Abusé par l’Astrologue qui lui offre le Coq d’Or capable de l’avertir d’un danger imminent, le Tsar Dodon promet de lui donner en retour ce qu’il souhaite. Il choist la Reine perse de Shemakhan que tous les deux convoitent. Au cours de ce voyage, le Tsar perd ses deux fils sur le champ de Bataille : Jeffrey Cirio (Prince Guidon), et Joseph Gorak (Prince Afron) sont à l’unisson, drôles dans leur rivalité quasi clownesque lorsqu’ils convoitent le trône et excellents dans leur danse folklorique virtuose. Skylar Brandt, nommée soliste de l’ABT l’an dernier, fut le Coq d’Or de la première. Il y a peu à danser pour ce rôle mais Skylar Brandt s’exécute avec brio et une infinie musicalité. Et Alexeï Ratmansky lui réserve la chorégraphie la plus originale de ce ballet avec des penchés sur pointes à 90 degrés parfaitement réalisés.

Mais c’est la Reine de Shemakhan interprétée par Veronika Part qui hérite du seul solo du ballet : il occupe une grande – trop grande – partie de l’acte deux. C’est une danse de séduction pour abuser le Tsar Dodon. Veronika Part est irréprochable, droite sur ses pointes, mutine à souhait, avec des bras d’une fluidité toute russe acquise à l’Académie Vaganova où elle fut élève avant de rejoindre le Mariinsky. Mais ce solo traine quelque peu en longueur. Michel Fokine avait initialement monté l’Opéra-Ballet en y incluant les parties chantées. Lorsqu’il le révisa pour la production de 1937, il coupa dans la partition pour en faire un ballet de 45 minutes, durée typique des Ballets Russes.

Ducan Lyle et Skylar Brandt- Le Coq d'Or.
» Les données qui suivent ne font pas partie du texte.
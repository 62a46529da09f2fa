use std::collections::BTreeSet;
use std::path::Path;
use std::sync::Arc;

use anyhow::{Context, Result, bail};
use arrow::array::{
    Array, AsArray, BooleanArray, Float32Array, Float64Array, Int32Array, Int64Array,
    StringArray,
};
use arrow::datatypes::DataType;
use parquet::arrow::arrow_reader::ParquetRecordBatchReaderBuilder;
use serde_json::Value as JsonValue;

use super::model::{CellValue, RawTable};

// ---------------------------------------------------------------------------
// Public entry-point
// ---------------------------------------------------------------------------

/// Load a tabular file into a [`RawTable`].  Dispatch by extension.
///
/// Supported formats:
/// * `.parquet` – flat Parquet columns (recommended)
/// * `.json`    – records-oriented top-level array of objects
/// * `.csv`     – header row, one record per row
pub fn load_table(path: &Path) -> Result<RawTable> {
    let ext = path
        .extension()
        .and_then(|e| e.to_str())
        .unwrap_or("")
        .to_ascii_lowercase();

    match ext.as_str() {
        "parquet" | "pq" => load_parquet(path),
        "json" => load_json(path),
        "csv" => load_csv(path),
        other => bail!("Unsupported file extension: .{other}"),
    }
}

// ---------------------------------------------------------------------------
// CSV loader
// ---------------------------------------------------------------------------

/// CSV layout: header row with column names, scalar cells.  Cell types are
/// guessed per value (integer, then float, then bool, else string).
fn load_csv(path: &Path) -> Result<RawTable> {
    let mut reader = csv::Reader::from_path(path).context("opening CSV")?;
    let columns: Vec<String> = reader
        .headers()
        .context("reading CSV headers")?
        .iter()
        .map(|h| h.to_string())
        .collect();

    let mut rows = Vec::new();
    for (row_no, result) in reader.records().enumerate() {
        let record = result.with_context(|| format!("CSV row {row_no}"))?;
        rows.push(record.iter().map(guess_cell_type).collect());
    }

    Ok(RawTable { columns, rows })
}

fn guess_cell_type(s: &str) -> CellValue {
    if s.is_empty() {
        return CellValue::Null;
    }
    if let Ok(i) = s.parse::<i64>() {
        return CellValue::Integer(i);
    }
    if let Ok(f) = s.parse::<f64>() {
        return CellValue::Float(f);
    }
    if s == "true" || s == "false" {
        return CellValue::Bool(s == "true");
    }
    CellValue::String(s.to_string())
}

// ---------------------------------------------------------------------------
// JSON loader
// ---------------------------------------------------------------------------

/// Expected JSON schema (records-oriented, the default `df.to_json(orient='records')`):
///
/// ```json
/// [
///   { "year": 1950, "electricity": 120.5 },
///   ...
/// ]
/// ```
///
/// Columns are the union of keys across records, sorted by name; records
/// missing a key get a null cell.
fn load_json(path: &Path) -> Result<RawTable> {
    let text = std::fs::read_to_string(path).context("reading JSON file")?;
    let root: JsonValue = serde_json::from_str(&text).context("parsing JSON")?;

    let records = root
        .as_array()
        .context("Expected top-level JSON array")?;

    let mut column_set: BTreeSet<String> = BTreeSet::new();
    let mut objects = Vec::with_capacity(records.len());
    for (i, rec) in records.iter().enumerate() {
        let obj = rec
            .as_object()
            .with_context(|| format!("Row {i} is not a JSON object"))?;
        for key in obj.keys() {
            column_set.insert(key.clone());
        }
        objects.push(obj);
    }
    let columns: Vec<String> = column_set.into_iter().collect();

    let rows = objects
        .iter()
        .map(|obj| {
            columns
                .iter()
                .map(|col| obj.get(col).map_or(CellValue::Null, json_to_cell))
                .collect()
        })
        .collect();

    Ok(RawTable { columns, rows })
}

fn json_to_cell(val: &JsonValue) -> CellValue {
    match val {
        JsonValue::String(s) => CellValue::String(s.clone()),
        JsonValue::Number(n) => {
            if let Some(i) = n.as_i64() {
                CellValue::Integer(i)
            } else if let Some(f) = n.as_f64() {
                CellValue::Float(f)
            } else {
                CellValue::String(n.to_string())
            }
        }
        JsonValue::Bool(b) => CellValue::Bool(*b),
        JsonValue::Null => CellValue::Null,
        other => CellValue::String(other.to_string()),
    }
}

// ---------------------------------------------------------------------------
// Parquet loader
// ---------------------------------------------------------------------------

/// Load a Parquet file with flat scalar columns (strings, ints, floats,
/// bools).  Works with files written by both **Pandas** (`df.to_parquet()`)
/// and **Polars** (`df.write_parquet()`).
fn load_parquet(path: &Path) -> Result<RawTable> {
    let file = std::fs::File::open(path).context("opening parquet file")?;
    let builder = ParquetRecordBatchReaderBuilder::try_new(file)
        .context("reading parquet metadata")?;

    let columns: Vec<String> = builder
        .schema()
        .fields()
        .iter()
        .map(|f| f.name().clone())
        .collect();

    let reader = builder.build().context("building parquet reader")?;

    let mut rows = Vec::new();
    for batch_result in reader {
        let batch = batch_result.context("reading parquet record batch")?;
        for row in 0..batch.num_rows() {
            let cells = batch
                .columns()
                .iter()
                .map(|col| extract_cell_value(col, row))
                .collect();
            rows.push(cells);
        }
    }

    Ok(RawTable { columns, rows })
}

/// Extract a single cell from an Arrow column at a given row.
fn extract_cell_value(col: &Arc<dyn Array>, row: usize) -> CellValue {
    if col.is_null(row) {
        return CellValue::Null;
    }
    match col.data_type() {
        DataType::Utf8 | DataType::LargeUtf8 => {
            if let Some(s) = col.as_any().downcast_ref::<StringArray>() {
                CellValue::String(s.value(row).to_string())
            } else {
                // LargeStringArray
                let s = col.as_string::<i64>();
                CellValue::String(s.value(row).to_string())
            }
        }
        DataType::Int32 => {
            let arr = col.as_any().downcast_ref::<Int32Array>().unwrap();
            CellValue::Integer(arr.value(row) as i64)
        }
        DataType::Int64 => {
            let arr = col.as_any().downcast_ref::<Int64Array>().unwrap();
            CellValue::Integer(arr.value(row))
        }
        DataType::Float32 => {
            let arr = col.as_any().downcast_ref::<Float32Array>().unwrap();
            CellValue::Float(arr.value(row) as f64)
        }
        DataType::Float64 => {
            let arr = col.as_any().downcast_ref::<Float64Array>().unwrap();
            CellValue::Float(arr.value(row))
        }
        DataType::Boolean => {
            let arr = col.as_any().downcast_ref::<BooleanArray>().unwrap();
            CellValue::Bool(arr.value(row))
        }
        _ => CellValue::String(format!("{:?}", col.data_type())),
    }
}

#[cfg(test)]
mod tests {
    use super::*;
    use arrow::datatypes::{Field, Schema};
    use arrow::record_batch::RecordBatch;
    use parquet::arrow::ArrowWriter;
    use std::path::PathBuf;

    fn temp_path(name: &str) -> PathBuf {
        std::env::temp_dir().join(name)
    }

    #[test]
    fn loads_csv_with_typed_cells() {
        let path = temp_path("chroma_watt_loader_test.csv");
        std::fs::write(&path, "year,electricity\n1900,120.5\n1901,130\n").unwrap();

        let table = load_table(&path).unwrap();
        assert_eq!(table.columns, vec!["year", "electricity"]);
        assert_eq!(table.rows.len(), 2);
        assert_eq!(table.rows[0][0], CellValue::Integer(1900));
        assert_eq!(table.rows[0][1], CellValue::Float(120.5));
        assert_eq!(table.rows[1][1], CellValue::Integer(130));

        let _ = std::fs::remove_file(&path);
    }

    #[test]
    fn loads_json_records_with_missing_keys() {
        let path = temp_path("chroma_watt_loader_test.json");
        std::fs::write(
            &path,
            r#"[{"year": 1900, "electricity": 120.5}, {"year": 1901}]"#,
        )
        .unwrap();

        let table = load_table(&path).unwrap();
        // Columns are the sorted union of record keys.
        assert_eq!(table.columns, vec!["electricity", "year"]);
        assert_eq!(table.rows[0][0], CellValue::Float(120.5));
        assert_eq!(table.rows[0][1], CellValue::Integer(1900));
        assert_eq!(table.rows[1][0], CellValue::Null);
        assert_eq!(table.rows[1][1], CellValue::Integer(1901));

        let _ = std::fs::remove_file(&path);
    }

    #[test]
    fn loads_parquet_columns() {
        let path = temp_path("chroma_watt_loader_test.parquet");

        let schema = Arc::new(Schema::new(vec![
            Field::new("year", DataType::Int64, false),
            Field::new("electricity", DataType::Float64, false),
        ]));
        let batch = RecordBatch::try_new(
            schema.clone(),
            vec![
                Arc::new(Int64Array::from(vec![1900i64, 1901])),
                Arc::new(Float64Array::from(vec![120.5, 130.0])),
            ],
        )
        .unwrap();

        let file = std::fs::File::create(&path).unwrap();
        let mut writer = ArrowWriter::try_new(file, schema, None).unwrap();
        writer.write(&batch).unwrap();
        writer.close().unwrap();

        let table = load_table(&path).unwrap();
        assert_eq!(table.columns, vec!["year", "electricity"]);
        assert_eq!(table.rows.len(), 2);
        assert_eq!(table.rows[0][0], CellValue::Integer(1900));
        assert_eq!(table.rows[1][1], CellValue::Float(130.0));

        let _ = std::fs::remove_file(&path);
    }

    #[test]
    fn unsupported_extension_is_an_error() {
        assert!(load_table(Path::new("series.xlsx")).is_err());
    }

    #[test]
    fn guess_cell_type_variants() {
        assert_eq!(guess_cell_type(""), CellValue::Null);
        assert_eq!(guess_cell_type("42"), CellValue::Integer(42));
        assert_eq!(guess_cell_type("4.2"), CellValue::Float(4.2));
        assert_eq!(guess_cell_type("true"), CellValue::Bool(true));
        assert_eq!(
            guess_cell_type("hello"),
            CellValue::String("hello".to_string())
        );
    }
}
//! Dual-axis chart rendering for the combined series.
//!
//! Draws year against mean saturation (left axis) and per-capita
//! electricity consumption (right axis) using the [`plotters`] crate.
//! Charts are saved as PNG files with fixed 1200x800 resolution.

use std::path::Path;

use plotters::prelude::*;
use thiserror::Error;

use crate::color::series_palette;
use crate::data::model::CombinedRecord;

/// Errors that can occur during chart generation
#[derive(Error, Debug)]
pub enum ChartError {
    #[error("Failed to create drawing area: {0}")]
    DrawingArea(String),

    #[error("Failed to configure chart: {0}")]
    ChartConfig(String),

    #[error("Failed to draw chart elements: {0}")]
    Drawing(String),

    #[error("Invalid data: {0}")]
    InvalidData(String),
}

type Result<T> = core::result::Result<T, ChartError>;

/// Render the combined series as a dual-axis line chart.
///
/// # Chart Properties
/// * Resolution: 1200x800 pixels, PNG
/// * X-axis: year, shared by both series
/// * Left Y-axis: mean saturation
/// * Right Y-axis: electricity consumption per capita
/// * Legend: one entry per series
pub fn render_combined_chart(
    records: &[CombinedRecord],
    output_path: &Path,
) -> Result<()> {
    if records.is_empty() {
        return Err(ChartError::InvalidData("Data cannot be empty".to_string()));
    }

    let year_min = records.iter().map(|r| r.year).min().unwrap_or(0);
    let year_max = records.iter().map(|r| r.year).max().unwrap_or(0);
    // Pad one year so single-point series still have a valid range.
    let x_range = (year_min - 1)..(year_max + 1);

    let sat_max = records
        .iter()
        .map(|r| r.saturation)
        .fold(f64::NEG_INFINITY, f64::max);
    let sat_range = 0.0..(sat_max * 1.1).max(0.01);

    let elec_min = records
        .iter()
        .map(|r| r.electricity)
        .fold(f64::INFINITY, f64::min);
    let elec_max = records
        .iter()
        .map(|r| r.electricity)
        .fold(f64::NEG_INFINITY, f64::max);
    let elec_pad = ((elec_max - elec_min).abs()).max(1.0) * 0.05;
    let elec_range = (elec_min - elec_pad)..(elec_max + elec_pad);

    let root = BitMapBackend::new(output_path, (1200, 800));
    let drawing_area = root.into_drawing_area();

    drawing_area
        .fill(&WHITE)
        .map_err(|e| ChartError::DrawingArea(e.to_string()))?;

    let palette = series_palette(2);
    let sat_color = palette[0];
    let elec_color = palette[1];

    let mut chart = ChartBuilder::on(&drawing_area)
        .caption(
            "Image saturation vs electricity consumption",
            ("sans-serif", 40),
        )
        .margin(20)
        .x_label_area_size(60)
        .y_label_area_size(85)
        .right_y_label_area_size(85)
        .build_cartesian_2d(x_range.clone(), sat_range)
        .map_err(|e| ChartError::ChartConfig(e.to_string()))?
        .set_secondary_coord(x_range, elec_range);

    chart
        .configure_mesh()
        .x_desc("Year")
        .x_label_style(("sans-serif", 35))
        .y_desc("Mean saturation")
        .y_label_style(("sans-serif", 35))
        .label_style(("sans-serif", 25))
        .x_label_formatter(&|year| year.to_string())
        .draw()
        .map_err(|e| ChartError::Drawing(e.to_string()))?;

    chart
        .configure_secondary_axes()
        .y_desc("Electricity per capita (kWh)")
        .label_style(("sans-serif", 25))
        .draw()
        .map_err(|e| ChartError::Drawing(e.to_string()))?;

    chart
        .draw_series(LineSeries::new(
            records.iter().map(|r| (r.year, r.saturation)),
            &sat_color,
        ))
        .map_err(|e| ChartError::Drawing(e.to_string()))?
        .label("Mean saturation")
        .legend(move |(x, y)| PathElement::new(vec![(x, y), (x + 20, y)], sat_color));

    chart
        .draw_secondary_series(LineSeries::new(
            records.iter().map(|r| (r.year, r.electricity)),
            &elec_color,
        ))
        .map_err(|e| ChartError::Drawing(e.to_string()))?
        .label("Electricity per capita")
        .legend(move |(x, y)| PathElement::new(vec![(x, y), (x + 20, y)], elec_color));

    chart
        .configure_series_labels()
        .background_style(WHITE.mix(0.8))
        .border_style(BLACK)
        .label_font(("sans-serif", 25))
        .draw()
        .map_err(|e| ChartError::Drawing(e.to_string()))?;

    drawing_area
        .present()
        .map_err(|e| ChartError::Drawing(e.to_string()))?;

    Ok(())
}

#[cfg(test)]
mod tests {
    use super::*;
    use std::fs;

    fn sample_records() -> Vec<CombinedRecord> {
        vec![
            CombinedRecord {
                year: 1950,
                saturation: 0.2,
                electricity: 120.0,
            },
            CombinedRecord {
                year: 1960,
                saturation: 0.3,
                electricity: 260.0,
            },
            CombinedRecord {
                year: 1970,
                saturation: 0.45,
                electricity: 410.0,
            },
        ]
    }

    #[test]
    fn empty_data_is_rejected() {
        let output_path = std::env::temp_dir().join("chroma_watt_chart_empty.png");
        let result = render_combined_chart(&[], &output_path);
        assert!(matches!(result, Err(ChartError::InvalidData(_))));
    }

    #[test]
    #[ignore = "Font rendering not available in test environment"]
    fn renders_chart_to_png() {
        let output_path = std::env::temp_dir().join("chroma_watt_chart_render.png");
        let _ = fs::remove_file(&output_path);

        let result = render_combined_chart(&sample_records(), &output_path);
        assert!(result.is_ok());
        assert!(output_path.exists());

        let _ = fs::remove_file(&output_path);
    }

    #[test]
    #[ignore = "Font rendering not available in test environment"]
    fn renders_single_point_series() {
        let output_path = std::env::temp_dir().join("chroma_watt_chart_single.png");
        let _ = fs::remove_file(&output_path);

        let records = vec![CombinedRecord {
            year: 1950,
            saturation: 0.2,
            electricity: 120.0,
        }];
        assert!(render_combined_chart(&records, &output_path).is_ok());

        let _ = fs::remove_file(&output_path);
    }
}
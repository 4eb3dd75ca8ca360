use serde::{Deserialize, Serialize};
use std::path::Path;
use std::time::Duration;
use veil_shared::{VeilError, VeilResult};

/// Configuration for the proxy node
#[derive(Debug, Clone, Serialize, Deserialize)]
#[serde(default)]
pub struct ProxyConfig {
    /// Address the request listener binds to
    pub bind_address: String,
    /// Port the request listener binds to
    pub port: u16,
    /// Sizing hint for the expected number of registered clients
    pub expected_clients: usize,
    /// Upper bound on simulated backing-store latency in milliseconds;
    /// 0 disables the jitter
    pub simulated_store_latency_ms: u64,
}

impl Default for ProxyConfig {
    fn default() -> Self {
        Self {
            bind_address: "0.0.0.0".to_string(),
            port: 9090,
            expected_clients: 2000,
            simulated_store_latency_ms: 0,
        }
    }
}

impl ProxyConfig {
    /// Load a JSON configuration file
    pub fn from_file<P: AsRef<Path>>(path: P) -> VeilResult<Self> {
        let raw = std::fs::read_to_string(path.as_ref()).map_err(|e| {
            VeilError::configuration(format!("cannot read {}: {e}", path.as_ref().display()))
        })?;
        let config: Self = serde_json::from_str(&raw)?;
        config.validate()?;
        Ok(config)
    }

    pub fn validate(&self) -> VeilResult<()> {
        if self.bind_address.is_empty() {
            return Err(VeilError::configuration("bind_address must not be empty"));
        }
        if self.port == 0 {
            return Err(VeilError::configuration("port must be non-zero"));
        }
        if self.expected_clients == 0 {
            return Err(VeilError::configuration("expected_clients must be non-zero"));
        }
        Ok(())
    }

    pub fn simulated_store_latency(&self) -> Option<Duration> {
        if self.simulated_store_latency_ms == 0 {
            None
        } else {
            Some(Duration::from_millis(self.simulated_store_latency_ms))
        }
    }
}
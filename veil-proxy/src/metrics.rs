use metrics::{counter, gauge, histogram};
use std::time::Duration;
use tracing::info;

/// Proxy metrics collector.
///
/// Injected into the session layer rather than accessed as process-global
/// state; the `metrics` facade handles recorder wiring.
#[derive(Debug, Clone)]
pub struct ProxyMetrics {
    prefix: String,
}

impl ProxyMetrics {
    pub fn new<S: Into<String>>(scope: S) -> Self {
        let prefix = format!("veil.proxy.{}", scope.into());
        info!("proxy metrics initialized with prefix: {}", prefix);
        Self { prefix }
    }

    pub fn record_client_registered(&self) {
        counter!(format!("{}.clients.registered.total", self.prefix)).increment(1);
    }

    pub fn record_transaction_started(&self) {
        counter!(format!("{}.transactions.started.total", self.prefix)).increment(1);
        gauge!(format!("{}.transactions.active", self.prefix)).increment(1.0);
    }

    pub fn record_transaction_committed(&self) {
        counter!(format!("{}.transactions.committed.total", self.prefix)).increment(1);
        gauge!(format!("{}.transactions.active", self.prefix)).decrement(1.0);
    }

    pub fn record_transaction_aborted(&self, user_abort: bool) {
        counter!(format!("{}.transactions.aborted.total", self.prefix)).increment(1);
        if user_abort {
            counter!(format!("{}.transactions.aborted.user", self.prefix)).increment(1);
        } else {
            counter!(format!("{}.transactions.aborted.forced", self.prefix)).increment(1);
        }
        gauge!(format!("{}.transactions.active", self.prefix)).decrement(1.0);
    }

    pub fn record_forced_rollback(&self) {
        counter!(format!("{}.rollbacks.forced.total", self.prefix)).increment(1);
    }

    pub fn record_operations_dispatched(&self, count: usize) {
        counter!(format!("{}.operations.dispatched.total", self.prefix)).increment(count as u64);
    }

    pub fn record_transaction_duration(&self, duration: Duration) {
        histogram!(format!("{}.transactions.duration.seconds", self.prefix))
            .record(duration.as_secs_f64());
    }
}
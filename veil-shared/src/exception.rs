use thiserror::Error;

/// Veil-specific error types
#[derive(Debug, Error)]
pub enum VeilError {
    #[error("Unknown client: {client_id}")]
    UnknownClient { client_id: u64 },

    #[error("Client already registered: {client_id}")]
    DuplicateClient { client_id: u64 },

    #[error("Protocol violation: {0}")]
    Protocol(String),

    #[error("Storage error: {0}")]
    Storage(String),

    #[error("Serialization error: {0}")]
    SerializationError(#[from] serde_json::Error),

    #[error("Network error: {0}")]
    NetworkError(String),

    #[error("Timeout: {operation}")]
    Timeout { operation: String },

    #[error("Configuration error: {0}")]
    ConfigurationError(String),

    #[error("Internal error: {0}")]
    Internal(String),
}

impl VeilError {
    pub fn protocol<S: Into<String>>(msg: S) -> Self {
        VeilError::Protocol(msg.into())
    }

    pub fn storage<S: Into<String>>(msg: S) -> Self {
        VeilError::Storage(msg.into())
    }

    pub fn network<S: Into<String>>(msg: S) -> Self {
        VeilError::NetworkError(msg.into())
    }

    pub fn timeout<S: Into<String>>(operation: S) -> Self {
        VeilError::Timeout {
            operation: operation.into(),
        }
    }

    pub fn configuration<S: Into<String>>(msg: S) -> Self {
        VeilError::ConfigurationError(msg.into())
    }

    pub fn internal<S: Into<String>>(msg: S) -> Self {
        VeilError::Internal(msg.into())
    }
}

/// Result type for Veil operations
pub type VeilResult<T> = Result<T, VeilError>;
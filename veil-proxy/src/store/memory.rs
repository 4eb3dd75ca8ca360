//! Map-backed backing store, with optional simulated access latency so the
//! proxy can be exercised against storage that behaves like a remote,
//! batch-padded store instead of an instant map.

use async_trait::async_trait;
use dashmap::DashMap;
use std::time::Duration;
use tokio::time::sleep;
use veil_shared::{BackingStore, StorageKey, VeilResult, WriteRecord};
use veil_util::RngUtils;

/// In-memory [`BackingStore`]
#[derive(Default)]
pub struct MemoryBackingStore {
    map: DashMap<StorageKey, Vec<u8>>,
    /// Upper bound on the uniformly jittered delay added per storage round
    simulated_latency: Option<Duration>,
}

impl MemoryBackingStore {
    pub fn new() -> Self {
        Self::default()
    }

    pub fn with_simulated_latency(latency: Duration) -> Self {
        Self {
            map: DashMap::new(),
            simulated_latency: Some(latency),
        }
    }

    pub fn len(&self) -> usize {
        self.map.len()
    }

    pub fn is_empty(&self) -> bool {
        self.map.is_empty()
    }

    async fn pause(&self) {
        if let Some(max) = self.simulated_latency {
            let jitter = RngUtils::random_int(0, max.as_millis() as i32);
            sleep(Duration::from_millis(jitter as u64)).await;
        }
    }

    fn apply(&self, write: WriteRecord) {
        match write.value {
            Some(value) => {
                self.map.insert(write.key, value);
            }
            None => {
                self.map.remove(&write.key);
            }
        }
    }
}

#[async_trait]
impl BackingStore for MemoryBackingStore {
    async fn read(&self, key: StorageKey) -> VeilResult<Option<Vec<u8>>> {
        self.pause().await;
        Ok(self.map.get(&key).map(|entry| entry.value().clone()))
    }

    async fn read_batch(&self, keys: &[StorageKey]) -> VeilResult<Vec<Option<Vec<u8>>>> {
        self.pause().await;
        Ok(keys
            .iter()
            .map(|key| self.map.get(key).map(|entry| entry.value().clone()))
            .collect())
    }

    async fn write(&self, write: WriteRecord) -> VeilResult<()> {
        self.pause().await;
        self.apply(write);
        Ok(())
    }

    async fn write_batch(&self, writes: Vec<WriteRecord>) -> VeilResult<()> {
        self.pause().await;
        for write in writes {
            self.apply(write);
        }
        Ok(())
    }
}
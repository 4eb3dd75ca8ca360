use crate::exception::VeilResult;
use crate::messages::StorageKey;
use async_trait::async_trait;

/// A single keyed write; `value: None` deletes the key.
#[derive(Debug, Clone, PartialEq, Eq)]
pub struct WriteRecord {
    pub key: StorageKey,
    pub value: Option<Vec<u8>>,
}

impl WriteRecord {
    pub fn put(key: StorageKey, value: Vec<u8>) -> Self {
        Self {
            key,
            value: Some(value),
        }
    }

    pub fn delete(key: StorageKey) -> Self {
        Self { key, value: None }
    }

    pub fn is_delete(&self) -> bool {
        self.value.is_none()
    }
}

/// Boundary to the (possibly oblivious) backing store.
///
/// The transaction manager is the only consumer; the session layer never
/// touches storage directly. Batch variants exist so a padding/batching
/// store implementation can serve a whole stride in one round.
#[async_trait]
pub trait BackingStore: Send + Sync {
    async fn read(&self, key: StorageKey) -> VeilResult<Option<Vec<u8>>>;

    async fn read_batch(&self, keys: &[StorageKey]) -> VeilResult<Vec<Option<Vec<u8>>>> {
        let mut values = Vec::with_capacity(keys.len());
        for key in keys {
            values.push(self.read(*key).await?);
        }
        Ok(values)
    }

    async fn write(&self, write: WriteRecord) -> VeilResult<()>;

    async fn write_batch(&self, writes: Vec<WriteRecord>) -> VeilResult<()> {
        for write in writes {
            self.write(write).await?;
        }
        Ok(())
    }
}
Le Coq d’Or d’Alexeï Ratmansky – Ducan Lyle et Skylar Brandt

Alexeï Ratmansky, musicien d’excellence, a pris le parti de faire entendre toute la partition de Nikolaï Rimski-Korsakov en faisant réorchestrer les parties chantées par Yannis Samprovalakis. Il n’y a rien à redire au résultat musical mais cela allonge le ballet qui perd quelque peu sa cohérence dramatique. Respectueux de la production originale de Michel Fokine, le chorégraphe russo-américain semble avoir renoncé à introduire sa propre chorégraphie. C’est dommage car le ballet aurait gagné en épaisseur. Mais qu’importe ! Ce Coq d’Or montre une autre facette de ce chorégraphe qui semble pouvoir tout faire et être aussi à l’aise dans la reconstitution des grands ballets académiques, dans la rénovation du répertoire soviétique ou encore dans la création néo-classique post-Balanchine. Alexeï Ratmansky est bien le grand chorégraphe classique de ce début de siècle.

 

The Golden Cockerel (Le Coq d’Or) d’Alexeï Ratmansy par l’American Ballet Theatre au Metroplitan Opera de New York. Avec Veronika Part (La Reine de Shemakhan), Gary Chryst (Le Tsar Dodon), Skylar Brandt (Le Coq d’Or), Cory Stearns (l’Astrologue), Jeffrey Cirio (Le Prince Guidon), Joseph Gorak (Le Prince Afron). Jeudi 9 Juin 2016.